◆ Work request
Each of the records must appear again, exactly as it was written.

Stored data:
use schemars::JsonSchema;
use serde::{Deserialize, Serialize};
use std::collections::BTreeMap;

use crate::model::Key;

/// Root configuration for autoreplay.
///
/// Deserialized from a JSON file. Every section is optional and falls back to
/// its defaults:
/// - `playback`: timing, error policy and coordinate mapping for replay
/// - `recognition`: polling and matching parameters
/// - `capture`: hook queue size and recording filters
/// - `parameters`: values exposed to scripts as `{{@name}}`
#[derive(Debug, Clone, Serialize, Deserialize, JsonSchema, Default, PartialEq)]
pub struct Config {
    #[serde(default)]
    pub playback: PlaybackConfig,

    #[serde(default)]
    pub recognition: RecognitionConfig,

    #[serde(default)]
    pub capture: CaptureConfig,

    /// Parameters copied into every execution context.
    /// Values can be any JSON value (string/number/bool/object/array).
    #[serde(default)]
    pub parameters: ParametersMap,
}

/// Execution parameters.
pub type ParametersMap = BTreeMap<String, serde_json::Value>;

/// Replay timing and policy.
#[derive(Debug, Clone, Serialize, Deserialize, JsonSchema, PartialEq)]
#[serde(default)]
pub struct PlaybackConfig {
    /// Speed multiplier; delays are divided by it (2.0 plays twice as fast). Must be > 0.
    pub speed: f64,

    /// Random delay variation as a fraction of each delay, in [0, 1].
    pub jitter: f64,

    /// Keep going after a failed action instead of aborting the run.
    pub continue_on_error: bool,

    /// Wall-clock limit for a whole run in milliseconds.
    pub timeout_ms: Option<u64>,

    /// Horizontal scale applied to recorded coordinates.
    pub scale_x: f64,

    /// Vertical scale applied to recorded coordinates.
    pub scale_y: f64,

    /// Offset added after scaling (e.g. a secondary monitor origin).
    pub offset_x: i32,
    pub offset_y: i32,

    /// Log synthesized input instead of injecting it.
    pub dry_run: bool,

    /// Log every action at info level while running.
    pub log_actions: bool,

    /// Maximum nesting of loops and conditionals.
    pub max_depth: usize,
}

impl Default for PlaybackConfig {
    fn default() -> Self {
        Self {
            speed: 1.0,
            jitter: 0.0,
            continue_on_error: false,
            timeout_ms: None,
            scale_x: 1.0,
            scale_y: 1.0,
            offset_x: 0,
            offset_y: 0,
            dry_run: false,
            log_actions: false,
            max_depth: 32,
        }
    }
}

/// Template matching parameters.
#[derive(Debug, Clone, Serialize, Deserialize, JsonSchema, PartialEq)]
#[serde(default)]
pub struct RecognitionConfig {
    /// Interval between attempts while waiting for a template (minimum 10).
    pub poll_interval_ms: u64,

    /// Threshold given to templates loaded without one, in [0, 1].
    pub default_threshold: f64,

    /// Upper bound for "find all" results.
    pub max_matches: usize,
}

impl Default for RecognitionConfig {
    fn default() -> Self {
        Self {
            poll_interval_ms: 100,
            default_threshold: 0.9,
            max_matches: 32,
        }
    }
}

/// Recording parameters.
#[derive(Debug, Clone, Serialize, Deserialize, JsonSchema, PartialEq)]
#[serde(default)]
pub struct CaptureConfig {
    /// Capacity of the queue between the OS hook and the consumer thread (minimum 16).
    pub queue_capacity: usize,

    /// Record pointer movement (button presses always carry their position).
    pub record_mouse_moves: bool,

    /// Minimum spacing between two recorded pointer moves.
    pub mouse_move_interval_ms: u64,

    /// Keys that are never recorded, e.g. the hotkey that stops a recording.
    pub ignored_keys: Vec<Key>,
}

impl Default for CaptureConfig {
    fn default() -> Self {
        Self {
            queue_capacity: 1024,
            record_mouse_moves: true,
            mouse_move_interval_ms: 15,
            ignored_keys: Vec::new(),
        }
    }
}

◆ Response area
use schemars::JsonSchema;
use serde::{Deserialize, Serialize};
use std::collections::BTreeMap;

use crate::model::Key;

/// Root configuration for autoreplay.
///
/// Deserialized from a JSON file. Every section is optional and falls back to
/// its defaults:
/// - `playback`: timing, error policy and coordinate mapping for replay
/// - `recognition`: polling and matching parameters
/// - `capture`: hook queue size and recording filters
/// - `parameters`: values exposed to scripts as `{{@name}}`
#[derive(Debug, Clone, Serialize, Deserialize, JsonSchema, Default, PartialEq)]
pub struct Config {
    #[serde(default)]
    pub playback: PlaybackConfig,

    #[serde(default)]
    pub recognition: RecognitionConfig,

    #[serde(default)]
    pub capture: CaptureConfig,

    /// Parameters copied into every execution context.
    /// Values can be any JSON value (string/number/bool/object/array).
    #[serde(default)]
    pub parameters: ParametersMap,
}

/// Execution parameters.
pub type ParametersMap = BTreeMap<String, serde_json::Value>;

/// Replay timing and policy.
#[derive(Debug, Clone, Serialize, Deserialize, JsonSchema, PartialEq)]
#[serde(default)]
pub struct PlaybackConfig {
    /// Speed multiplier; delays are divided by it (2.0 plays twice as fast). Must be > 0.
    pub speed: f64,

    /// Random delay variation as a fraction of each delay, in [0, 1].
    pub jitter: f64,

    /// Keep going after a failed action instead of aborting the run.
    pub continue_on_error: bool,

    /// Wall-clock limit for a whole run in milliseconds.
    pub timeout_ms: Option<u64>,

    /// Horizontal scale applied to recorded coordinates.
    pub scale_x: f64,

    /// Vertical scale applied to recorded coordinates.
    pub scale_y: f64,

    /// Offset added after scaling (e.g. a secondary monitor origin).
    pub offset_x: i32,
    pub offset_y: i32,

    /// Log synthesized input instead of injecting it.
    pub dry_run: bool,

    /// Log every action at info level while running.
    pub log_actions: bool,

    /// Maximum nesting of loops and conditionals.
    pub max_depth: usize,
}

impl Default for PlaybackConfig {
    fn default() -> Self {
        Self {
            speed: 1.0,
            jitter: 0.0,
            continue_on_error: false,
            timeout_ms: None,
            scale_x: 1.0,
            scale_y: 1.0,
            offset_x: 0,
            offset_y: 0,
            dry_run: false,
            log_actions: false,
            max_depth: 32,
        }
    }
}

/// Template matching parameters.
#[derive(Debug, Clone, Serialize, Deserialize, JsonSchema, PartialEq)]
#[serde(default)]
pub struct RecognitionConfig {
    /// Interval between attempts while waiting for a template (minimum 10).
    pub poll_interval_ms: u64,

    /// Threshold given to templates loaded without one, in [0, 1].
    pub default_threshold: f64,

    /// Upper bound for "find all" results.
    pub max_matches: usize,
}

impl Default for RecognitionConfig {
    fn default() -> Self {
        Self {
            poll_interval_ms: 100,
            default_threshold: 0.9,
            max_matches: 32,
        }
    }
}

/// Recording parameters.
#[derive(Debug, Clone, Serialize, Deserialize, JsonSchema, PartialEq)]
#[serde(default)]
pub struct CaptureConfig {
    /// Capacity of the queue between the OS hook and the consumer thread (minimum 16).
    pub queue_capacity: usize,

    /// Record pointer movement (button presses always carry their position).
    pub record_mouse_moves: bool,

    /// Minimum spacing between two recorded pointer moves.
    pub mouse_move_interval_ms: u64,

    /// Keys that are never recorded, e.g. the hotkey that stops a recording.
    pub ignored_keys: Vec<Key>,
}

impl Default for CaptureConfig {
    fn default() -> Self {
        Self {
            queue_capacity: 1024,
            record_mouse_moves: true,
            mouse_move_interval_ms: 15,
            ignored_keys: Vec::new(),
        }
    }
}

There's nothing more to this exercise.